O ótimo está no meio-termo: os pais não devem blindar-se para o choro dos filhos, nem deixar-se abater por ele. Pais competentes confortam seus filhos, mas permanecem calmos, falando com uma voz que os tranquiliza. Fazendo isso, ajudam a conter as emoções do bebé: são empáticos, mas estão no comando. A criança pode sentir-se compreendida e segura, e aprende que a angústia pode ser tratada. Isso ajuda o bebé a lidar com problemas futuros.

Atingir um equilíbrio entre "blindar-se ao choro dos filhos e deixar-se abater por ele" é o segredo para reagir ao choro dos bebés.

Mas atingir esse equilíbrio nem sempre é fácil para os pais; o choro infantil pode deixar os pais loucos. Um parceiro, uma rede de apoio ou o apoio profissional dos pais podem ajudar sobretudo os casais mais jovens a sobreviver ao período intenso com um bebé a chorar.

 

Não devemos então, por exemplo, agir antes mesmo de a criança chorar… O pai e a mãe devem agir preventivamente, em vez de reativamente?

Claro que é útil evitar desconforto desnecessário (por exemplo, verificar a temperatura de uma bolsa de água quente, manter os mosquitos longe do bebé…). Mas nenhum bebé crescerá sem angústia ou sem chorar. Pesquisas transculturais mostram que carregar o bebé ao colo o dia todo diminui a duração do choro, mas não a frequência.

Os gritos de cansaço "são mais suaves" e tendem a desaparecer

 

Como acalmar uma criança que chora compulsivamente?

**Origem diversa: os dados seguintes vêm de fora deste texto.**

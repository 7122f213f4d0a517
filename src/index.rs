//! Read-only view over the four on-disk index files
//!
//! The postings file is memory-mapped (it dominates the index size and is
//! touched sparsely); the vocabulary, term strings and doclist are read into
//! owned tables at open time. Everything here is immutable after `open`, so
//! one `Index` can be shared by reference across any number of query
//! threads.

use std::fs::File;
use std::path::Path;

use log::info;
use memmap2::Mmap;

use crate::codecs::{self, variable_byte, Codec, CodecId};
use crate::error::{Error, Result};
use crate::serialise::{DOCLIST_FILE, POSTINGS_FILE, VOCAB_FILE, VOCAB_TERMS_FILE};

/// One vocabulary entry: where the term string lives, where its postings
/// block starts, and how many quanta it has.
#[derive(Debug, Clone, Copy)]
pub struct VocabEntry {
    pub term_offset: u64,
    pub postings_offset: u64,
    pub impacts: u64,
}

/// One parsed quantum header.
#[derive(Debug, Clone, Copy, PartialEq, Eq)]
pub struct QuantumHeader {
    pub impact: u16,
    pub start: u64,
    pub end: u64,
    pub count: u32,
}

pub struct Index {
    postings: Mmap,
    strings: Vec<u8>,
    doclist: Vec<u8>,
    entries: Vec<VocabEntry>,
    key_offsets: Vec<u64>,
    codec_id: CodecId,
    codec: Box<dyn Codec>,
}

#[inline]
fn read_u16_at(buf: &[u8], at: usize, file: &'static str) -> Result<u16> {
    buf.get(at..at + 2)
        .map(|b| u16::from_le_bytes(b.try_into().unwrap()))
        .ok_or_else(|| Error::corrupt(file, format!("short read at offset {at}")))
}

#[inline]
fn read_u32_at(buf: &[u8], at: usize, file: &'static str) -> Result<u32> {
    buf.get(at..at + 4)
        .map(|b| u32::from_le_bytes(b.try_into().unwrap()))
        .ok_or_else(|| Error::corrupt(file, format!("short read at offset {at}")))
}

#[inline]
fn read_u64_at(buf: &[u8], at: usize, file: &'static str) -> Result<u64> {
    buf.get(at..at + 8)
        .map(|b| u64::from_le_bytes(b.try_into().unwrap()))
        .ok_or_else(|| Error::corrupt(file, format!("short read at offset {at}")))
}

Quando é possível excluir uma razão médica para o choro, a maioria dos bebés acalma-se quando está em contato físico e em movimento (por exemplo, em um carrinho de bebé macio). Quando são transportados num carrinho, por exemplo, podem ouvir os batimentos cardíacos e a respiração de seus pais, eventualmente acompanhados pela voz deles. Isso é reconfortante e geralmente reduz a intensidade e a duração do choro.

 

Quando é que o choro de uma criança deve realmente preocupar os pais ao ponto de procurarem ajuda profissional?

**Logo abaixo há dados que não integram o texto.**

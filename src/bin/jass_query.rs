//! jass_query - evaluate bag-of-words queries against an impact-ordered index
//!
//! Reads one query per line (`QID term term ...`) and writes a TREC run to
//! standard output. The index is shared read-only across worker threads;
//! every worker owns its accumulator table, heap and scratch buffers.

use std::fs::File;
use std::io::{BufRead, BufReader, Write};
use std::path::PathBuf;
use std::process::exit;

use clap::Parser;
use log::info;
use rayon::prelude::*;

use jass::query::{self, Context, Mode, SearchOptions};
use jass::stem::Porter;
use jass::tokenizer::Tokenizer;
use jass::Index;

#[derive(Parser, Debug)]
#[command(
    name = "jass_query",
    version = jass::VERSION,
    about = "Score-at-a-Time query evaluation"
)]
struct Args {
    /// File of queries, one `QID term term ...` per line.
    queryfile: PathBuf,

    /// Number of results per query.
    #[arg(long, short = 'k', default_value_t = 10)]
    top_k: usize,

    /// Anytime budget: maximum postings to process per query.
    #[arg(long)]
    postings_budget: Option<u64>,

    /// Decode each quantum fully before scoring it instead of interleaving.
    #[arg(long, short = 'd')]
    decompress_then_process: bool,

    /// Directory holding the index files.
    #[arg(long, default_value = ".")]
    index: PathBuf,

    /// Disable the top-k-stable early exit in exhaustive mode.
    #[arg(long)]
    no_early_exit: bool,

    /// Stem query terms with Porter (v1), for indexes built --stem-porter.
    #[arg(long)]
    stem_porter: bool,

    /// Worker threads; each owns one query context.
    #[arg(long, default_value_t = 1)]
    threads: usize,

    /// Emit a per-query stats line after each query's results.
    #[arg(long)]
    stats: bool,
}

fn run(args: &Args) -> jass::Result<()> {
    let index = Index::open(&args.index)?;
    let options = SearchOptions {
        mode: match args.postings_budget {
            Some(budget) => Mode::Anytime { budget },
            None => Mode::Exhaustive { early_exit: !args.no_early_exit },
        },
        decompress_then_process: args.decompress_then_process,
    };
    info!(
        "{} documents, {} terms, top-k {}, mode {:?}",
        index.documents(),
        index.terms(),
        args.top_k,
        options.mode
    );

    let tokenizer = Tokenizer::default();
    let stemmer = args.stem_porter.then_some(Porter);
    let queries: Vec<(String, Vec<String>)> = {
        let reader = BufReader::new(File::open(&args.queryfile)?);
        reader
            .lines()
            .collect::<std::io::Result<Vec<_>>>()?
            .iter()
            .filter_map(|line| query::parse_query_line(line, &tokenizer, stemmer.as_ref()))
            .collect()
    };

    // Chunk the query stream over the workers; results are buffered per
    // query so the output order matches the input order.
    let chunk_size = queries.len().div_ceil(args.threads.max(1)).max(1);
    let outputs: Vec<jass::Result<String>> = queries
        .par_chunks(chunk_size)
        .flat_map_iter(|chunk| {
            let mut context = Context::new(&index, args.top_k);
            let index = &index;
            let options = &options;
            chunk.iter().map(move |(qid, terms)| {
                let result = context.search(index, terms, options)?;
                let mut out = Vec::new();
                query::write_trec_run(&mut out, qid, index, &result)
                    .expect("writing to a Vec cannot fail");
                let mut text = String::from_utf8(out).expect("run output is UTF-8");
                if args.stats {
                    text.push_str(&format!(
                        "# {qid} ns:{} postings:{} quanta:{} early_exit:{} saturated:{}\n",
                        result.elapsed.as_nanos(),
                        result.postings_processed,
                        result.quanta_processed,
                        result.early_terminated,
                        result.saturated,
                    ));
                }
                Ok(text)
            })
        })
        .collect();

    let stdout = std::io::stdout();
    let mut lock = stdout.lock();
    for output in outputs {
        lock.write_all(output?.as_bytes())?;
    }
    lock.flush()?;
    Ok(())
}

fn main() {
    env_logger::init();
    let args = match Args::try_parse() {
        Ok(args) => args,
        Err(e) => {
            if e.use_stderr() {
                eprint!("{e}");
                exit(1);
            }
            print!("{e}");
            exit(0);
        }
    };
    if args.top_k == 0 {
        eprintln!("jass_query: --top-k must be at least 1");
        exit(1);
    }
    if args.threads > 1 {
        if let Err(e) = rayon::ThreadPoolBuilder::new()
            .num_threads(args.threads)
            .build_global()
        {
            eprintln!("jass_query: {e}");
            exit(2);
        }
    }
    if let Err(e) = run(&args) {
        eprintln!("jass_query: {e}");
        exit(2);
    }
}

Quando os pais estiverem preocupados, sobrecarregados ou exaustos com o choro de uma criança, procure ajuda profissional. Ter um bebé não é fácil e muitos pais precisam ajustar suas expectativas otimistas, mas o apoio aos pais pode ajudá-los num período difícil e fazer com que vejam os momentos divertidos e felizes novamente.

Além disso, quando achar que existe uma razão médica para o choro intenso da criança, procure ajuda profissional.